**DIRECTIONS:**
Copy out all lines of the records in which the word "client" appears.

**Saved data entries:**

== Segment start ==

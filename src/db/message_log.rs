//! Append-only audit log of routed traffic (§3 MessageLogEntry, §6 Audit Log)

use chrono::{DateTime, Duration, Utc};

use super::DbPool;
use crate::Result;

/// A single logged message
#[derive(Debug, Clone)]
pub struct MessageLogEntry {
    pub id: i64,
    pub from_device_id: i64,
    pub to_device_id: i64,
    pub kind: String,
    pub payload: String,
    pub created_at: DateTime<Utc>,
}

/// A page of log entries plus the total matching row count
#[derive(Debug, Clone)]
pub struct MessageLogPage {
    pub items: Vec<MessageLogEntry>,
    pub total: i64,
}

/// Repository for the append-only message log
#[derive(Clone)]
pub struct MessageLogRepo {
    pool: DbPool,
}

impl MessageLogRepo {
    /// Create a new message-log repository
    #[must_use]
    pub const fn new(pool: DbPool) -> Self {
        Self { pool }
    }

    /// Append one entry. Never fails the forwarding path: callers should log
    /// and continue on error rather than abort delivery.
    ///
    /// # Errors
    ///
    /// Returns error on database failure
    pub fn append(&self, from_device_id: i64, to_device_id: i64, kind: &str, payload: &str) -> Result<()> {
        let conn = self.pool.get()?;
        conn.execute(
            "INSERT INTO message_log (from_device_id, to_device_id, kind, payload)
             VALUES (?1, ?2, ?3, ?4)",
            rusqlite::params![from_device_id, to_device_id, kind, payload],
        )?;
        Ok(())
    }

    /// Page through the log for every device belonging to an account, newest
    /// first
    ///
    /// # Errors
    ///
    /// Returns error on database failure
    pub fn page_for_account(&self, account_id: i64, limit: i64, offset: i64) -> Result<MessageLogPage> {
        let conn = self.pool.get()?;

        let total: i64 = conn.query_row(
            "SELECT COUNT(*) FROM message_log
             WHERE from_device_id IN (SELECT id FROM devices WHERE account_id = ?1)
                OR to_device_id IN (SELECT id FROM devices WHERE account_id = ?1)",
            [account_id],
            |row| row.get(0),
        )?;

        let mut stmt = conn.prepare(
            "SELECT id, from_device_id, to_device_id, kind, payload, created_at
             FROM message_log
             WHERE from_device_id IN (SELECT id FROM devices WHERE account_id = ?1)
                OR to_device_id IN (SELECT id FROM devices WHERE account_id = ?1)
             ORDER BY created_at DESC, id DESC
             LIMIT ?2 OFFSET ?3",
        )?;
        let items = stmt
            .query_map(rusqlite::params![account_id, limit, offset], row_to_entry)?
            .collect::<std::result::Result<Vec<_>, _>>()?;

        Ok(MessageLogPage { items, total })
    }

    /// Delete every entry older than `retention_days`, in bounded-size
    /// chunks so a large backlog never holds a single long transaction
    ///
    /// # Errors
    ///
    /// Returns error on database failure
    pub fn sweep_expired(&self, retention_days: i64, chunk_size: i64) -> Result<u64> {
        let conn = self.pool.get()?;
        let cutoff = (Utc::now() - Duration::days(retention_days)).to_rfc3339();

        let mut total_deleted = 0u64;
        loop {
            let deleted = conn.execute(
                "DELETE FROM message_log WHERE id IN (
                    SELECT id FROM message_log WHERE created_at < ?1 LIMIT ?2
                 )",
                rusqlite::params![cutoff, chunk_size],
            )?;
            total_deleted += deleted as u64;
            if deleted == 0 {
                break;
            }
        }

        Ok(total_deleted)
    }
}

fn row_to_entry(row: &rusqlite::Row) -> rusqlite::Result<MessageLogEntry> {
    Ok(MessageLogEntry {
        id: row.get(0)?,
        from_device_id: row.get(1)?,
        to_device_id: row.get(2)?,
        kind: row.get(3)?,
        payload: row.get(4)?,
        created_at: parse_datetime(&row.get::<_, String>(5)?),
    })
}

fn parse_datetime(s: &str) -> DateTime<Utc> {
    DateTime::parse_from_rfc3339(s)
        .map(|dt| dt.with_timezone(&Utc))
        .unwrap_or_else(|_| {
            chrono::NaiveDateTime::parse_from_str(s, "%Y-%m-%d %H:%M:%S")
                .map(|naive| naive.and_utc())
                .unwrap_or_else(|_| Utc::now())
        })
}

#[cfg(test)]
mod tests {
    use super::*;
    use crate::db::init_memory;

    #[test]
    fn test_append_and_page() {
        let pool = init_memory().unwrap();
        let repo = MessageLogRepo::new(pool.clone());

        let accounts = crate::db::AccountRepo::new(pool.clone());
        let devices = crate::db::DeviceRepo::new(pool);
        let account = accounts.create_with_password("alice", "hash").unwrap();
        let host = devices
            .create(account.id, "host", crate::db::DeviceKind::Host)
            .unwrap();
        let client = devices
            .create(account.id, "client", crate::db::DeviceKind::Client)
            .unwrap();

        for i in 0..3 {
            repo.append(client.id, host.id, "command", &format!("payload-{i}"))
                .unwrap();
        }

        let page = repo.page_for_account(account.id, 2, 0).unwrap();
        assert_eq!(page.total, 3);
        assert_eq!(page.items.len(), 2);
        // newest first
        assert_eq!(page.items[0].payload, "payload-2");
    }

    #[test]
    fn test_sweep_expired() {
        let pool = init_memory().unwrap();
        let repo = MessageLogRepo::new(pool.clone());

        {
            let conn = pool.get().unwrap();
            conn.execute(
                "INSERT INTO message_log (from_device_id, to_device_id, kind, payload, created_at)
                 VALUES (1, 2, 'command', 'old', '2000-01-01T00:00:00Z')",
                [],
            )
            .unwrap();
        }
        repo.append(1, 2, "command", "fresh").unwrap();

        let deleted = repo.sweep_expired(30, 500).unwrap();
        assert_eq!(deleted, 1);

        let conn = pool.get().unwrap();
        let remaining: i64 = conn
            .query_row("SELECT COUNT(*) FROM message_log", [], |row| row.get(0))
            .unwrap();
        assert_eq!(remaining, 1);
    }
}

== Segment end ==

**YOUR RESPONSE:**
        let client = devices
            .create(account.id, "client", crate::db::DeviceKind::Client)
            repo.append(client.id, host.id, "command", &format!("payload-{i}"))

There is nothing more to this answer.